## TASK INSTRUCTIONS
Go over the listing that follows and work out how many lines have the string "push"; reply with the number by itself.

## DATA SECTION
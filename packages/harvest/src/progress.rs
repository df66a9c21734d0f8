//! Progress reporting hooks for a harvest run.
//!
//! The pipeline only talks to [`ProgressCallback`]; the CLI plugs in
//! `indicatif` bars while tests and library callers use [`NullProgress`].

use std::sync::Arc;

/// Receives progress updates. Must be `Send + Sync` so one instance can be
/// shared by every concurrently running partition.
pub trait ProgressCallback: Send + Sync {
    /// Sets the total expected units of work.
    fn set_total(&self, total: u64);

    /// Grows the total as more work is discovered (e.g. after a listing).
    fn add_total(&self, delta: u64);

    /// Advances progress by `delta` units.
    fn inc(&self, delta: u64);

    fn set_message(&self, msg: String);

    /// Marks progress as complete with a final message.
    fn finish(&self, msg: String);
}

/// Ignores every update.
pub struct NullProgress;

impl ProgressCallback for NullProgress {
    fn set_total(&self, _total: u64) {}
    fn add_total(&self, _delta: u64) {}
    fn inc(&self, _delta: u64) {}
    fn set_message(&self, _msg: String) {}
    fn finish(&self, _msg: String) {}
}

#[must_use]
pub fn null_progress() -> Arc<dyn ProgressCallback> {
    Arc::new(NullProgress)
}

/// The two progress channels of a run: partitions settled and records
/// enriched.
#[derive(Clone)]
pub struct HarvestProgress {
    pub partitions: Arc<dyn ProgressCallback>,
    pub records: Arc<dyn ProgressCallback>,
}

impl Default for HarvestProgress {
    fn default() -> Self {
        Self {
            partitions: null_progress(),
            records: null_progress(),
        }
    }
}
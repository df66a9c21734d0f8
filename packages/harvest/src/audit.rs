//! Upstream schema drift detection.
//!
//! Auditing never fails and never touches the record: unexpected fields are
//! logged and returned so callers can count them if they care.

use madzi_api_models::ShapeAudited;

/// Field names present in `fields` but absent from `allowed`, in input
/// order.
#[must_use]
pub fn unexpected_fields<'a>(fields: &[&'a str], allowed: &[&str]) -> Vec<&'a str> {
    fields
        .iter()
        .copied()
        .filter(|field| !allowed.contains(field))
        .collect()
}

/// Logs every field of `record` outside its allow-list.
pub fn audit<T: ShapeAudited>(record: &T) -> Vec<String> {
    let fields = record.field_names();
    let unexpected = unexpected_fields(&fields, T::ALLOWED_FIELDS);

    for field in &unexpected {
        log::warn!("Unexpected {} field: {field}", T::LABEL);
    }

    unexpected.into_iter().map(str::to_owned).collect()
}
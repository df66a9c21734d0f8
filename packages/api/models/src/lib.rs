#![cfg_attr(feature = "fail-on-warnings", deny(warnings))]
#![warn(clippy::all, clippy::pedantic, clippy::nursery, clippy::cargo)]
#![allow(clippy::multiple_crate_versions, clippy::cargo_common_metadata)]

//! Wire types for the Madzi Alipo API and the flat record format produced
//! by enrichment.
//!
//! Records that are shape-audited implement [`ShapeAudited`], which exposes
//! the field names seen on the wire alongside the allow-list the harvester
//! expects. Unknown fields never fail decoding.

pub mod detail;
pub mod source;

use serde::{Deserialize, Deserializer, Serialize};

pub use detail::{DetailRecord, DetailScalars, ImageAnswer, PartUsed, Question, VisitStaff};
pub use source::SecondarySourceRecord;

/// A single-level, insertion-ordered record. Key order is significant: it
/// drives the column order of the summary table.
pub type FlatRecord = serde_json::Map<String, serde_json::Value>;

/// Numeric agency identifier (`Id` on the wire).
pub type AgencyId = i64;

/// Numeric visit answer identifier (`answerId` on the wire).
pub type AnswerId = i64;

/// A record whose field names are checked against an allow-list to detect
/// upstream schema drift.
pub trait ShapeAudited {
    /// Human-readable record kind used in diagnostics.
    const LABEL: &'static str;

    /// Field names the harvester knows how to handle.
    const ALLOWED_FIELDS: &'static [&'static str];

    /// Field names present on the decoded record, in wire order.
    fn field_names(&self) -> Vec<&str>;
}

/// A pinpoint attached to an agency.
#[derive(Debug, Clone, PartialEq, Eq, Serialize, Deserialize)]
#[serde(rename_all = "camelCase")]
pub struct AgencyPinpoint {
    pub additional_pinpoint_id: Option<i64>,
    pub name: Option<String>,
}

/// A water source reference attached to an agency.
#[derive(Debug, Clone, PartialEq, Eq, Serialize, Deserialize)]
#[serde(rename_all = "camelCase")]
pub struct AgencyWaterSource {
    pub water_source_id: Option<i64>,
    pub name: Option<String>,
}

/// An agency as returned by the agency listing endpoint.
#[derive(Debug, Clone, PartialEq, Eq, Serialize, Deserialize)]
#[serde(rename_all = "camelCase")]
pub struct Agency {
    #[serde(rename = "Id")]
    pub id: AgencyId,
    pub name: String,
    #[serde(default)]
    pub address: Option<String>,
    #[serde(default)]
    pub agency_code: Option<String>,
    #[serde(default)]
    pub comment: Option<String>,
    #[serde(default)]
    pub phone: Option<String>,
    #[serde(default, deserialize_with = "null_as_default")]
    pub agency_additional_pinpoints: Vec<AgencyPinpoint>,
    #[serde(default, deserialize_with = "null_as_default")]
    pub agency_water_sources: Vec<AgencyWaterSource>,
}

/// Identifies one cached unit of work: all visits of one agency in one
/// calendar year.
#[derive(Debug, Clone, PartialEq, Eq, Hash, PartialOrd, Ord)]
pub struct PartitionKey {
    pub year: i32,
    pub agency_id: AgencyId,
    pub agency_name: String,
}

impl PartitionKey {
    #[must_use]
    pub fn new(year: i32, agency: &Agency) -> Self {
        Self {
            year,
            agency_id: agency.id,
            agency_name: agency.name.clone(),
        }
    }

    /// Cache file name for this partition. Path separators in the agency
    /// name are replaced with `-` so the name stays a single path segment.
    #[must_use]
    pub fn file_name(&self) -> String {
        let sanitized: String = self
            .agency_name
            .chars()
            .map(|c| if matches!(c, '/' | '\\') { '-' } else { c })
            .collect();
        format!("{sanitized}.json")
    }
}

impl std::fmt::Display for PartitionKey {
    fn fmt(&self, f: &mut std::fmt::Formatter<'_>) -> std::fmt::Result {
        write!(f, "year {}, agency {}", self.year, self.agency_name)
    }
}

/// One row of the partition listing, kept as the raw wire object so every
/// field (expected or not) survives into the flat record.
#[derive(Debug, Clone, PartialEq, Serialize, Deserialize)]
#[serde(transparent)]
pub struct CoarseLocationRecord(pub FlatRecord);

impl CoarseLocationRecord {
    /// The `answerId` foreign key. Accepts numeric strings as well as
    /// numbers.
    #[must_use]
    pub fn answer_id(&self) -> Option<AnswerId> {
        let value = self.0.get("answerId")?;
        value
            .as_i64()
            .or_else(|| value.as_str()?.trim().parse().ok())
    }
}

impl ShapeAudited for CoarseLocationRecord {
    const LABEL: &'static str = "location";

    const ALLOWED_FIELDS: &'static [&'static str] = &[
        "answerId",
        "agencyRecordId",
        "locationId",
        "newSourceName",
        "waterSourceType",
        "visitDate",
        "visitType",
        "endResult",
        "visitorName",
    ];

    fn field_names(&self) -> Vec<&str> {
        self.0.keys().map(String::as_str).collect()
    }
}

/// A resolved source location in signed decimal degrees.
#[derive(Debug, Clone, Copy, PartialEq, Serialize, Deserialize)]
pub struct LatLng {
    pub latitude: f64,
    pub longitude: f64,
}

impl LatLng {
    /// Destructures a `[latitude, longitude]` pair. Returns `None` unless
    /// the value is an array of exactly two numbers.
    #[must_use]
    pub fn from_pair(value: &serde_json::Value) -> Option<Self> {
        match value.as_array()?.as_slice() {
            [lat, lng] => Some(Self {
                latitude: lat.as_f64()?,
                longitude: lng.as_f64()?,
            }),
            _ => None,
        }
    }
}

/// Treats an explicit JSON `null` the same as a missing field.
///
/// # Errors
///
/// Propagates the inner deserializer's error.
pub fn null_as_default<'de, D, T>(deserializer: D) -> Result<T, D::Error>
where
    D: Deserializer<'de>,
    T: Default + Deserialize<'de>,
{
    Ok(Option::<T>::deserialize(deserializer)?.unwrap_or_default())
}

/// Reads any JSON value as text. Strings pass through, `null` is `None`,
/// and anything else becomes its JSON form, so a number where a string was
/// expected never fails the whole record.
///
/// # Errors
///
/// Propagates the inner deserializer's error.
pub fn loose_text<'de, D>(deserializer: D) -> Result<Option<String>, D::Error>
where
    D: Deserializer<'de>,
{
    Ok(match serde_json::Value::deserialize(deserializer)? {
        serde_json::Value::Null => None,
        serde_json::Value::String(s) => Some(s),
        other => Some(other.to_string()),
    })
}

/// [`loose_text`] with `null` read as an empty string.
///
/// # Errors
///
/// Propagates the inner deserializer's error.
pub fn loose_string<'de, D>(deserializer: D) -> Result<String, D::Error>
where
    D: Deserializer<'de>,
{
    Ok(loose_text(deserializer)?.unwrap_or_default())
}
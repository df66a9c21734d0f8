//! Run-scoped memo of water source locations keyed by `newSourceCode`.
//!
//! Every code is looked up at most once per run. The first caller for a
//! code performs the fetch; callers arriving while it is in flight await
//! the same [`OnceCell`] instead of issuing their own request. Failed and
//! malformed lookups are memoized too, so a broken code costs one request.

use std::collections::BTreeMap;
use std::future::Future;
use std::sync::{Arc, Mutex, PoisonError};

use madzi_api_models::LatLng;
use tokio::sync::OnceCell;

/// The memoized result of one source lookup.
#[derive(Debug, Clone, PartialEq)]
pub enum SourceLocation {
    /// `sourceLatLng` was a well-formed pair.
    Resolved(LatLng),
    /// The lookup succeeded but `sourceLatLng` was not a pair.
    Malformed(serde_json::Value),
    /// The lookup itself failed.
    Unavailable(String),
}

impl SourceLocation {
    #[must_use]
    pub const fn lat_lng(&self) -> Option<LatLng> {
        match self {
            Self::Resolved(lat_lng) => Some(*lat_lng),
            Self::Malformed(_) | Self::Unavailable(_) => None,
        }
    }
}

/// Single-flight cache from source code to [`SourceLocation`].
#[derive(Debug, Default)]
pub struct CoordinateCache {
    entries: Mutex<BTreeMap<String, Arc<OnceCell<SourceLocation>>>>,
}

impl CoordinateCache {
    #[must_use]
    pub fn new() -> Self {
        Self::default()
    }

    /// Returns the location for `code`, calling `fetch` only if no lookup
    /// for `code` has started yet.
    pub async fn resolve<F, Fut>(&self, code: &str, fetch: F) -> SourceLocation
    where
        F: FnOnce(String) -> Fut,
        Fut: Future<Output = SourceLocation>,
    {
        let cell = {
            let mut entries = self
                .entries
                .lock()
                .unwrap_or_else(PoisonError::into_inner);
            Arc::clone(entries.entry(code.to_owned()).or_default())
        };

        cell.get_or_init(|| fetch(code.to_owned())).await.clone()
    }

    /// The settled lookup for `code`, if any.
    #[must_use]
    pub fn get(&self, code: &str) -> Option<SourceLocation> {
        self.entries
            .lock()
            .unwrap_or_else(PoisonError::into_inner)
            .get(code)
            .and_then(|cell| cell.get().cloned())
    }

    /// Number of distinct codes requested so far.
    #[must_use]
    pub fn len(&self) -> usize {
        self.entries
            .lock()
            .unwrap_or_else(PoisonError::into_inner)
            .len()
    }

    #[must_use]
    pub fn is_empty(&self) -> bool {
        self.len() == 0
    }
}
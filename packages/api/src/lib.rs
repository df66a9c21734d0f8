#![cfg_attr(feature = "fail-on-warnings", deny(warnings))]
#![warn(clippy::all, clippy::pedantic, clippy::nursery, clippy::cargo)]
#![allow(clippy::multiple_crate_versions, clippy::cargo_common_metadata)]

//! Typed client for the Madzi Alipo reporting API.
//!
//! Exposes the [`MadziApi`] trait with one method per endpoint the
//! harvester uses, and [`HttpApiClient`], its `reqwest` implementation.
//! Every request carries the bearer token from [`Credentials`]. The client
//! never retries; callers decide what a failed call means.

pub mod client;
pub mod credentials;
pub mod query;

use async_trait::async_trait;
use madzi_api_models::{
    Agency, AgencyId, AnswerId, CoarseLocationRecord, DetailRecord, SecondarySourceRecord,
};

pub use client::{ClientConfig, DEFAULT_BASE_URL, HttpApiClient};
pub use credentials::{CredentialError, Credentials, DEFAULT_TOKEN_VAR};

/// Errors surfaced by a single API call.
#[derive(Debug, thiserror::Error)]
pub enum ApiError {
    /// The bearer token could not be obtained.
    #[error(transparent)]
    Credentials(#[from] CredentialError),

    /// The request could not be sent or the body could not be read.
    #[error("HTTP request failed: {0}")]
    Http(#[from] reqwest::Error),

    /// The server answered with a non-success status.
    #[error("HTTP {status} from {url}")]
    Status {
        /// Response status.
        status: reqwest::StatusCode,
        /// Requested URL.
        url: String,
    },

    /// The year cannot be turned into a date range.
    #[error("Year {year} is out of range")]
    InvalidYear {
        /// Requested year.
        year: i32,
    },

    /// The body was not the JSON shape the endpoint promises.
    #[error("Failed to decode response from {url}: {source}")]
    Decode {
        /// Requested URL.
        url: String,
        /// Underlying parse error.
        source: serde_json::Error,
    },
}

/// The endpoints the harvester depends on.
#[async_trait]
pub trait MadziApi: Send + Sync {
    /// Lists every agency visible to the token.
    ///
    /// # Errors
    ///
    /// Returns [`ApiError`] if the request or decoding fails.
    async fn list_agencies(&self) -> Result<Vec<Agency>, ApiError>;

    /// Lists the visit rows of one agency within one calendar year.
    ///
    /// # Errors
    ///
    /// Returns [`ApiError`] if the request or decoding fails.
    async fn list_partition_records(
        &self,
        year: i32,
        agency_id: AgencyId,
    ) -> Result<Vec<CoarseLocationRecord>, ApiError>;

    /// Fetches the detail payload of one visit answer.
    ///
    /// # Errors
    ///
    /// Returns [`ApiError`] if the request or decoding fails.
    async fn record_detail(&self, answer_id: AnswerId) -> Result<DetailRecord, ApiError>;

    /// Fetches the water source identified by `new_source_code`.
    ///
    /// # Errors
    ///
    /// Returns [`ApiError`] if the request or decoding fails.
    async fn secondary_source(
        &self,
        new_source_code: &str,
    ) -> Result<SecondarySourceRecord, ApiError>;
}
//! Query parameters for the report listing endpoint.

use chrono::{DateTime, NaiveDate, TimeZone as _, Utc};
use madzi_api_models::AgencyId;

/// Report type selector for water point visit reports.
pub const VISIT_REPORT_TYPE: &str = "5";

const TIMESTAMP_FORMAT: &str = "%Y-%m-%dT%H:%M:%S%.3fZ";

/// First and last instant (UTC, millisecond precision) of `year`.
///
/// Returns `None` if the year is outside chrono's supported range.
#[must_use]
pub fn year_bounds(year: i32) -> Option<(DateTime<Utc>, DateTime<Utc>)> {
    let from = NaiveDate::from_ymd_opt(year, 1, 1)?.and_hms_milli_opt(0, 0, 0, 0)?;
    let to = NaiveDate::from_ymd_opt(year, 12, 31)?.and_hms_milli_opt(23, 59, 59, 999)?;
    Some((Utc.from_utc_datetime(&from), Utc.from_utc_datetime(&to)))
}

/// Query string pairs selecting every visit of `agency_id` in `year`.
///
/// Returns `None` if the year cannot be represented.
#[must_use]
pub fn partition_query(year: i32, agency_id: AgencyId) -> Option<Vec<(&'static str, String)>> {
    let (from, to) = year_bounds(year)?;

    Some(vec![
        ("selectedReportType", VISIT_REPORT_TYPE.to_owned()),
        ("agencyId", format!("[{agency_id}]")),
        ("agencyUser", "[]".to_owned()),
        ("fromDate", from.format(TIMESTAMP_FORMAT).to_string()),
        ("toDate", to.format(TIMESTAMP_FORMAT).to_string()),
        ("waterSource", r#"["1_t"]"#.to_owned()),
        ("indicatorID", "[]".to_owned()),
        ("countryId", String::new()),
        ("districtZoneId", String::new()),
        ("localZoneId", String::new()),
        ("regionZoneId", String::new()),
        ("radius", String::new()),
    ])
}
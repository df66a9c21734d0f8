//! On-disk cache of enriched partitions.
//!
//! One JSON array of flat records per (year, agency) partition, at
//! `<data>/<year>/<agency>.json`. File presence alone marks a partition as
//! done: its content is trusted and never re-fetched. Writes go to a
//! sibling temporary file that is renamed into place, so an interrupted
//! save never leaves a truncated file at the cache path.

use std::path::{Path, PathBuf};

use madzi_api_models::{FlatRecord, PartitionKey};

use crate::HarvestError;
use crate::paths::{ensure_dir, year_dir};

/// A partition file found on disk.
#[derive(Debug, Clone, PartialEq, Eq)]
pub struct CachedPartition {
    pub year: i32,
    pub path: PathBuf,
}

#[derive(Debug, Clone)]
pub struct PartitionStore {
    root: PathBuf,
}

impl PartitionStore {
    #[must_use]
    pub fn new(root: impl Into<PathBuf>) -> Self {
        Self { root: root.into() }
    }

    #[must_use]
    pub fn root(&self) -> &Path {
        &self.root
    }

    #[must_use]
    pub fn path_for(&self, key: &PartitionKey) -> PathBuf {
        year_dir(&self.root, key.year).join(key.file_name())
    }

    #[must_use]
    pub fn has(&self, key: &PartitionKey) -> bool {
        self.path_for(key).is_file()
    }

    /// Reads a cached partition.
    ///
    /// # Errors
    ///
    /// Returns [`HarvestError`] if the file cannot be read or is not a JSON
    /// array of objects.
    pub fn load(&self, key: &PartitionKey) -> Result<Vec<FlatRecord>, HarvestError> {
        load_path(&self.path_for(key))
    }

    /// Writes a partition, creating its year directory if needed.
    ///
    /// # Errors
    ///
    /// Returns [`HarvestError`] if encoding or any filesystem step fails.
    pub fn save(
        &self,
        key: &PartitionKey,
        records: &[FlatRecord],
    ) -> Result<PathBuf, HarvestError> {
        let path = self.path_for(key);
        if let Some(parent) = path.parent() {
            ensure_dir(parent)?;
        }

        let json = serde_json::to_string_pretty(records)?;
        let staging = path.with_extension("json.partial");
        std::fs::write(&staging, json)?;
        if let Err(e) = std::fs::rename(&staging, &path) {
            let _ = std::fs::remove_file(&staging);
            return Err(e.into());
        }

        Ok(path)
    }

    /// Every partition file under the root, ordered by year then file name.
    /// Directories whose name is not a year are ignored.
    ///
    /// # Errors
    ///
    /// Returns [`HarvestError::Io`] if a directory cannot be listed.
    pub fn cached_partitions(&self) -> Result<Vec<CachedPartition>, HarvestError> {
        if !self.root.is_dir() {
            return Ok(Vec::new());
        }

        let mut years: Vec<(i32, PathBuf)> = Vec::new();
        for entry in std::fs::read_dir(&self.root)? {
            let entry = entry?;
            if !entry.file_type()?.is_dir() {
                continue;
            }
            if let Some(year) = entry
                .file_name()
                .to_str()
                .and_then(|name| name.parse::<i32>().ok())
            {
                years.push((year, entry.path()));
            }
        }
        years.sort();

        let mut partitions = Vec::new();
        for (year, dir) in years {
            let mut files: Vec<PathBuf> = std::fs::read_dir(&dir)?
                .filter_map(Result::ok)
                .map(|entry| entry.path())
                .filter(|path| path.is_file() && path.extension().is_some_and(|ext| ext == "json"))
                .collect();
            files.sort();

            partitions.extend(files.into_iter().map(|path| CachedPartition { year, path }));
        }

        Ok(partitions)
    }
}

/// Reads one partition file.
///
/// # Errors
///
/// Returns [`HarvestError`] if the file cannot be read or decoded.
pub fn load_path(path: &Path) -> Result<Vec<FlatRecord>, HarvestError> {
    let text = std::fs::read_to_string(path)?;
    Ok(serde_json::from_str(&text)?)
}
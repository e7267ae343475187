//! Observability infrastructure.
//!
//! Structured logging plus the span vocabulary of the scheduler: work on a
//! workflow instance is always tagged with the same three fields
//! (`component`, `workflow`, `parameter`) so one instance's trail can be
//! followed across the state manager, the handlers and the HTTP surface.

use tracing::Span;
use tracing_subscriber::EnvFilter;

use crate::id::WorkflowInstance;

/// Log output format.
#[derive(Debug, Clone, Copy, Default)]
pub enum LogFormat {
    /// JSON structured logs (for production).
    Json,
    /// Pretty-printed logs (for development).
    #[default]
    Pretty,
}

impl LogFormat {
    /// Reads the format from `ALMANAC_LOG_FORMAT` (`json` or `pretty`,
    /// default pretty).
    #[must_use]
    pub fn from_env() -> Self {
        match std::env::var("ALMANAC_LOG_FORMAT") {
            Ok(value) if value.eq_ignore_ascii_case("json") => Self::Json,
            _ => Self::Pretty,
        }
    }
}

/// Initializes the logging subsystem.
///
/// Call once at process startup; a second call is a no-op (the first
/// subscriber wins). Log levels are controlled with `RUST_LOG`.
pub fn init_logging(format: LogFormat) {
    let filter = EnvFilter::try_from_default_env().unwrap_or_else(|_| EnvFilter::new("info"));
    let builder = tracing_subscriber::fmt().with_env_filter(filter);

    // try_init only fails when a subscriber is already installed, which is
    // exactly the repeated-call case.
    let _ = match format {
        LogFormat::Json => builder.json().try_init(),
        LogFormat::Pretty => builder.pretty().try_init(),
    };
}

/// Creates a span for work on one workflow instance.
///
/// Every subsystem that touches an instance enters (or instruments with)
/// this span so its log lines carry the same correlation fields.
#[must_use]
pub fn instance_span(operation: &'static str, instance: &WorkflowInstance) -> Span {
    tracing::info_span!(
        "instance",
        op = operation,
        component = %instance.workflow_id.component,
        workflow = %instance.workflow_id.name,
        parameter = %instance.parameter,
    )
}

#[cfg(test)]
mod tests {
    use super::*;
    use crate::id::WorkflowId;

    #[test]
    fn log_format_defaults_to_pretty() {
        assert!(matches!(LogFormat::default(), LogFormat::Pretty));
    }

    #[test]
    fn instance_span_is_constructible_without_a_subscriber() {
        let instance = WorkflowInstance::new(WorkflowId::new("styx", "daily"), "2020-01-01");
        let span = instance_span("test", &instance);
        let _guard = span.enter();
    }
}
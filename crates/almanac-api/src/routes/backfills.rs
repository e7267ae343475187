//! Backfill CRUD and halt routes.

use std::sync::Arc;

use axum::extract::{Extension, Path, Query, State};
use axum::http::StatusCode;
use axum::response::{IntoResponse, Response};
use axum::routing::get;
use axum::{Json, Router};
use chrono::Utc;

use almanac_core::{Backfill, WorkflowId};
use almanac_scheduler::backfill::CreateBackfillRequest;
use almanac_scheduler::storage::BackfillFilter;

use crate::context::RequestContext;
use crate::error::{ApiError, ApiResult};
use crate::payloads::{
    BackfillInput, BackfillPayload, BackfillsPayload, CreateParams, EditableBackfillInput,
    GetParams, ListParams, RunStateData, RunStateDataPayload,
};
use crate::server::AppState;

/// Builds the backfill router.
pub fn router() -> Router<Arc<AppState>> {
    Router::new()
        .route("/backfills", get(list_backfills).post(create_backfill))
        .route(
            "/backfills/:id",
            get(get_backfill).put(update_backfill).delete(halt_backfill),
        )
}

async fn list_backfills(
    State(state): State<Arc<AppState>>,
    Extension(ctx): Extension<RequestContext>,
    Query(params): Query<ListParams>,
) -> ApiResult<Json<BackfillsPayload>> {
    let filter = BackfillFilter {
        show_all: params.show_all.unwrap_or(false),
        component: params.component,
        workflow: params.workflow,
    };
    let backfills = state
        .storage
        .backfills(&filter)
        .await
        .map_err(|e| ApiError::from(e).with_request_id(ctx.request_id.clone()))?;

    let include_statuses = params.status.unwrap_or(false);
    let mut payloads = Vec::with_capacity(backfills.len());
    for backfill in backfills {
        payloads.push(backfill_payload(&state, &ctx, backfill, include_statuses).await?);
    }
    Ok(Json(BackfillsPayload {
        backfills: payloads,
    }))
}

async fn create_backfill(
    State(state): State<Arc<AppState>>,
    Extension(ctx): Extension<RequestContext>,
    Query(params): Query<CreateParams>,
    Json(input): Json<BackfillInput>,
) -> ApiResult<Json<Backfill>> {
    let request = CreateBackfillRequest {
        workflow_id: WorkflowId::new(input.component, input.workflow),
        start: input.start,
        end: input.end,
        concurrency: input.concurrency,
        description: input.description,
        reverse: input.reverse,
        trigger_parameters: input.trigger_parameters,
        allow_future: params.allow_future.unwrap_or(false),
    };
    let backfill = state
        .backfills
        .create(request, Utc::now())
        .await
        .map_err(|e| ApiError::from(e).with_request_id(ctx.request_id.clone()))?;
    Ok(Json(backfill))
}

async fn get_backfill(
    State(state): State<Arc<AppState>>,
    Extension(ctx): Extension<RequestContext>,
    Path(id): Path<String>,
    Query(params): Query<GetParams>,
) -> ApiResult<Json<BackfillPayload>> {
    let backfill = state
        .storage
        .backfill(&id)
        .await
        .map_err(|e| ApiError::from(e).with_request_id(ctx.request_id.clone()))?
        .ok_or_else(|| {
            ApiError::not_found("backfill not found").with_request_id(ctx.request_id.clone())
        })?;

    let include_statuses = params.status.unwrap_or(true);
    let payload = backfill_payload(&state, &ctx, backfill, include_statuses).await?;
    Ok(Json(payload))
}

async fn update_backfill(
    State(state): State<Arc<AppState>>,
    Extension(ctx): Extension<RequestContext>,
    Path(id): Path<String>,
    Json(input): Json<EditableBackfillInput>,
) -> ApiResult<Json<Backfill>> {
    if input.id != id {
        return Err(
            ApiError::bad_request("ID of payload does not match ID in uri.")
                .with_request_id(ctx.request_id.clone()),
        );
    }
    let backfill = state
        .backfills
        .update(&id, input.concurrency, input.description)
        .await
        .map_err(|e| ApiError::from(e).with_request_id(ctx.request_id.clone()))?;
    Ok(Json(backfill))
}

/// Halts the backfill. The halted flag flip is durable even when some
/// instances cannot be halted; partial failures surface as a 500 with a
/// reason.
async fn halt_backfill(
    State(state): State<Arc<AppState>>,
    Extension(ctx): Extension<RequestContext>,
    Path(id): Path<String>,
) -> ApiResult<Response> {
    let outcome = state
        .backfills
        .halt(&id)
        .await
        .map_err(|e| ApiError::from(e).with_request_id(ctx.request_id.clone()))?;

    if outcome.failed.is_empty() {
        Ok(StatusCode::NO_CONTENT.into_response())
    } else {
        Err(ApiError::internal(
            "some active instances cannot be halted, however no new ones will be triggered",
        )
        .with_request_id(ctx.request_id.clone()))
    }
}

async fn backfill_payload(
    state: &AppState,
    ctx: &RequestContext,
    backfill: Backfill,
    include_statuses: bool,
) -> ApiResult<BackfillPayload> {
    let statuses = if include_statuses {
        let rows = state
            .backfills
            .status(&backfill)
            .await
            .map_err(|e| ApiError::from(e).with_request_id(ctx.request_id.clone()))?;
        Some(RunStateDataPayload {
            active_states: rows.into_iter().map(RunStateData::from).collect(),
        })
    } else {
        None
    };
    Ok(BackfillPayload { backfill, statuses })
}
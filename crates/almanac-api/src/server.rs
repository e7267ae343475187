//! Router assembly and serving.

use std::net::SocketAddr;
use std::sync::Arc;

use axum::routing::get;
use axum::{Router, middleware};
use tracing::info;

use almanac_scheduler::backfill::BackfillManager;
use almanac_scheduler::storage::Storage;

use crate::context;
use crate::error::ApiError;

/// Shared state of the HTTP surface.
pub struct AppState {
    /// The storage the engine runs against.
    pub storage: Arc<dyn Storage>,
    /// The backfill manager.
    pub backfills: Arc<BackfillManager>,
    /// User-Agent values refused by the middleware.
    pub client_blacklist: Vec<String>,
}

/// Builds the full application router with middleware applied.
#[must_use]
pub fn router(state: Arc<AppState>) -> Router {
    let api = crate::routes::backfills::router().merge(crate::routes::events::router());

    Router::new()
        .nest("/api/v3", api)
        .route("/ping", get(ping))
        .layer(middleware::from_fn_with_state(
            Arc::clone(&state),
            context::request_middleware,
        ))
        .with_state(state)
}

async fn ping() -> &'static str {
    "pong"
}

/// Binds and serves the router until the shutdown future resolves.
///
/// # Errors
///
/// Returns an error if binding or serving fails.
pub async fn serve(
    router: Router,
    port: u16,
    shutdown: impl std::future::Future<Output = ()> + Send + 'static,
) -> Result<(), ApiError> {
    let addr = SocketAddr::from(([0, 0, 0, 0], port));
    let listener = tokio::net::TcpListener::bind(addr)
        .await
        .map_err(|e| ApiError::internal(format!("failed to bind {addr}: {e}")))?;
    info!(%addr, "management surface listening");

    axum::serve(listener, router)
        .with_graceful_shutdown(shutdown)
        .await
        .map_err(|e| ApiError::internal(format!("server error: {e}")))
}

## PROBLEM SOLUTION
2